A section of Members of Parliament from the Karamoja sub-region have cautioned the government together with Kampala Capital City Authority that as long as there is instability and unfavourable living conditions in the region, street children will always find their way back on Kampala streets.
MPs who were reacting to KCCA’s operation to clear street children off Kampala streets that took place on Wednesday where over 200 were caught, said government is treating symptoms of the problem instead of treating the causes of the problem.
Faith Nakut, Woman Member of Parliament Napak said most of the street children were brought to the street by some big figures in the city and they are using them to collect money on their behalf, therefore even if KCCA takes some of them off the streets, the traffickers will bring new ones not until the authority or government gets the real big dogs behind this deal.
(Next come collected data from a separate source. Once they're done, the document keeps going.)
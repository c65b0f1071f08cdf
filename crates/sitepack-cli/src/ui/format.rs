//! Plain-text formatting for command output written to stdout.

use std::path::Path;

use sitepack_config::{PlannedOutput, TransformRule};

/// Render planned outputs as aligned `kind  path  [entry]` rows.
///
/// With `output_dir`, paths are joined onto it; otherwise they stay
/// relative to the output directory.
///
/// # Examples
///
/// ```
/// use sitepack_cli::ui::format_output_table;
/// use sitepack_config::{OutputKind, PlannedOutput};
///
/// let table = format_output_table(
///     &[PlannedOutput {
///         kind: OutputKind::Script,
///         filename: "js/home.bundle.js".to_string(),
///         entry: Some("home".to_string()),
///     }],
///     None,
/// );
/// assert_eq!(table, "js    js/home.bundle.js  (home)\n");
/// ```
pub fn format_output_table(outputs: &[PlannedOutput], output_dir: Option<&Path>) -> String {
    let rows: Vec<(String, String, Option<&str>)> = outputs
        .iter()
        .map(|output| {
            let path = match output_dir {
                Some(dir) => output.path_in(dir).display().to_string(),
                None => output.filename.clone(),
            };
            (output.kind.to_string(), path, output.entry.as_deref())
        })
        .collect();

    let path_width = rows.iter().map(|(_, path, _)| path.len()).max().unwrap_or(0);

    let mut table = String::new();
    for (kind, path, entry) in rows {
        let line = match entry {
            Some(entry) => format!("{kind:<5} {path:<path_width$}  ({entry})"),
            None => format!("{kind:<5} {path}"),
        };
        table.push_str(&line);
        table.push('\n');
    }
    table
}

/// Loader chain in the order loaders run on a file, joined with `→`.
///
/// Options are omitted; a loader that carries options gets a `*` suffix.
pub fn format_rule_chain(rule: &TransformRule) -> String {
    rule.application_order()
        .map(|step| {
            if step.options.is_empty() {
                step.loader.clone()
            } else {
                format!("{}*", step.loader)
            }
        })
        .collect::<Vec<_>>()
        .join(" → ")
}
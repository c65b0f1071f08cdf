//! Bundle configuration types: output naming, transform rules and output plugins.

mod css;
mod helpers;
mod html;
mod output;
mod plugin;
mod rule;

pub use css::CssBundle;
pub use html::{HtmlPage, InjectExtras, TagDescriptor};
pub use output::{NAME_PLACEHOLDER, OutputConfig, OutputKind, PlannedOutput};
pub use plugin::OutputPlugin;
pub use rule::{EXTRACT_LOADER, FILE_LOADER, FilePattern, ModuleOptions, TransformRule, TransformStep};

pub(crate) use helpers::normalize_output_name;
“Most of them were brought on the street by the traffickers who introduced them to a new environment and if they don’t find some people to counsel them like parents, they will find their way to Kampala because the living conditions here are far better than their home places that is why they were fighting, they don’t want to go back because their places are full of instabilities. They are humans also who desire peace and good conditions,” she said.
The lawmaker of Dodoth West, Ben Baatom Koryanga also urged that getting the children off the streets and dumping them in any gazetted place will not be the solution until government comes out and deal with the traffickers and also solve problems in the home regions where most of these kids come from.
“There are many factors that bring these kids on the streets and one of them is the favourable conditions of living here in Kampala, we very well know Karamoja is currently full of insurgences so who deserves to live in such a community? Our call is that to solve this problem once and for all, the government must ensure favourable living conditions in all regions, why are we not seeing street kids from other regions on Kampala streets? Because at least in other regions there is stability and the living conditions there, are at least favourable for their young stars.”
The operation to clear street children off Kampala streets took place yesterday in areas along Jinja road, Entebbe road, Wandegeya, Nakulabye, Bakuuli, Kansanga among others. And according to KCCA Probation Officer, Peter Mayanja Lwanga, the evicted children will be transported to Kobilin Rehabilitation Center in Napak district for two months before they will be reunited with their families.
However, according to observers and recent Human Rights reports on Street Children in Uganda, reuniting these children with their families may not necessarily mean that they will settle comfortably as long as conflict/wars are still taking place in their mother regions.
“The existence of conflicts in Uganda in the north and the northeast for the past thirty years has caused many deaths, including many parents leaving children with only one parent or orphaned. These conflicts also incited fear in families which pushed them to relocate to larger cities. Once there, the family cannot find work and therefore they are not able to provide for their families,” reads one of the reports from the Child Restoration Outreach Support Organization (CROSSO).
Another issue highlighted by recent World bank reports as one of the root causes of street children, is the increasing levels of poverty in Uganda, where approximately 38 per cent of the population lives on less than $1.25 per a day. World Bank estimates that with such little income, families have a hard time providing basic needs for all their children which leads to family violence thus children running from their homes.
Thirdly, domestic violence. A report made in 2013 from the rehabilitation centres where most of these children are dumped revealed that children who witness or experience violence within their homes will sometimes choose to leave home to go to the streets. “These children choose to face the unknown perils of street life rather than continue to face the known dangers of living in their homes.”
In the Human Rights report against Street children in Uganda made in 2014, the Uganda Human Rights Commission also asserted that the government’s approach of “resettling and rehabilitating street children without addressing the factors that send children to the streets is an unsustainable solution in the long run” and argued that “there is an urgent need to address the causes and not just the symptoms.”